-- EXERCISE DETAILS --
Below are the entries to retype; reproduce each one exactly.

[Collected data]
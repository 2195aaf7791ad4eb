// src/table.rs

use anyhow::{anyhow, Context, Result};
use csv::WriterBuilder;
use serde::Serialize;
use std::{
    fs::{self, File},
    io::Write,
    path::Path,
};

/// CSV sink with a fixed header.
///
/// The header goes out on construction, so a run that yields no records still
/// leaves a valid header-only file. Each row is flushed as soon as it is written.
pub struct RowWriter<W: Write> {
    inner: csv::Writer<W>,
    rows: usize,
}

impl RowWriter<File> {
    /// Create (or truncate) `path`, making parent directories as needed.
    pub fn create<P: AsRef<Path>>(path: P, header: &[&str]) -> Result<Self> {
        let path = path.as_ref();
        if let Some(parent) = path.parent().filter(|p| !p.as_os_str().is_empty()) {
            fs::create_dir_all(parent).with_context(|| format!("creating {:?}", parent))?;
        }
        let file = File::create(path).with_context(|| format!("creating {:?}", path))?;
        Self::new(file, header)
    }
}

impl<W: Write> RowWriter<W> {
    pub fn new(writer: W, header: &[&str]) -> Result<Self> {
        let mut inner = WriterBuilder::new().has_headers(false).from_writer(writer);
        inner.write_record(header).context("writing CSV header")?;
        inner.flush()?;
        Ok(Self { inner, rows: 0 })
    }

    pub fn write<R: Serialize>(&mut self, row: &R) -> Result<()> {
        self.inner.serialize(row).context("writing CSV row")?;
        self.inner.flush()?;
        self.rows += 1;
        Ok(())
    }

    /// Data rows written so far (header excluded).
    pub fn rows(&self) -> usize {
        self.rows
    }

    pub fn into_inner(self) -> Result<W> {
        self.inner
            .into_inner()
            .map_err(|e| anyhow!("flushing CSV writer: {}", e.error()))
    }
}
use anyhow::Result;
use geoscrape::{
    fetch, logging, pipeline,
    routing::OpenRouteService,
    settings::{self, Settings},
};
use tracing::info;

#[tokio::main]
async fn main() -> Result<()> {
    logging::init();
    info!("startup");

    let settings = Settings::load()?;
    let api_key = settings::api_key_from_env()?;
    let client = fetch::build_client(settings.routing.timeout())?;
    let service = OpenRouteService::new(client, &settings.routing.base_url, api_key)?;

    let summary =
        pipeline::run_isochrones(&service, &settings.isochrones, settings.routing.interval())
            .await?;
    info!(
        written = summary.written,
        failed = summary.failed,
        "all done"
    );
    Ok(())
}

-- ANSWER --
repository 2195aaf7791ad4eb
// src/table.rs

use anyhow::{anyhow, Context, Result};
use csv::WriterBuilder;
use serde::Serialize;
use std::{
    fs::{self, File},
    io::Write,
    path::Path,
};

/// CSV sink with a fixed header.
///
/// The header goes out on construction, so a run that yields no records still
/// leaves a valid header-only file. Each row is flushed as soon as it is written.
pub struct RowWriter<W: Write> {
    inner: csv::Writer<W>,
    rows: usize,
}

impl RowWriter<File> {
    /// Create (or truncate) `path`, making parent directories as needed.
    pub fn create<P: AsRef<Path>>(path: P, header: &[&str]) -> Result<Self> {
        let path = path.as_ref();
        if let Some(parent) = path.parent().filter(|p| !p.as_os_str().is_empty()) {
            fs::create_dir_all(parent).with_context(|| format!("creating {:?}", parent))?;
        }
        let file = File::create(path).with_context(|| format!("creating {:?}", path))?;
        Self::new(file, header)
    }
}

impl<W: Write> RowWriter<W> {
    pub fn new(writer: W, header: &[&str]) -> Result<Self> {
        let mut inner = WriterBuilder::new().has_headers(false).from_writer(writer);
        inner.write_record(header).context("writing CSV header")?;
        inner.flush()?;
        Ok(Self { inner, rows: 0 })
    }

    pub fn write<R: Serialize>(&mut self, row: &R) -> Result<()> {
        self.inner.serialize(row).context("writing CSV row")?;
        self.inner.flush()?;
        self.rows += 1;
        Ok(())
    }

    /// Data rows written so far (header excluded).
    pub fn rows(&self) -> usize {
        self.rows
    }

    pub fn into_inner(self) -> Result<W> {
        self.inner
            .into_inner()
            .map_err(|e| anyhow!("flushing CSV writer: {}", e.error()))
    }
}
use anyhow::Result;
use geoscrape::{
    fetch, logging, pipeline,
    routing::OpenRouteService,
    settings::{self, Settings},
};
use tracing::info;

#[tokio::main]
async fn main() -> Result<()> {
    logging::init();
    info!("startup");

    let settings = Settings::load()?;
    let api_key = settings::api_key_from_env()?;
    let client = fetch::build_client(settings.routing.timeout())?;
    let service = OpenRouteService::new(client, &settings.routing.base_url, api_key)?;

    let summary =
        pipeline::run_isochrones(&service, &settings.isochrones, settings.routing.interval())
            .await?;
    info!(
        written = summary.written,
        failed = summary.failed,
        "all done"
    );
    Ok(())
}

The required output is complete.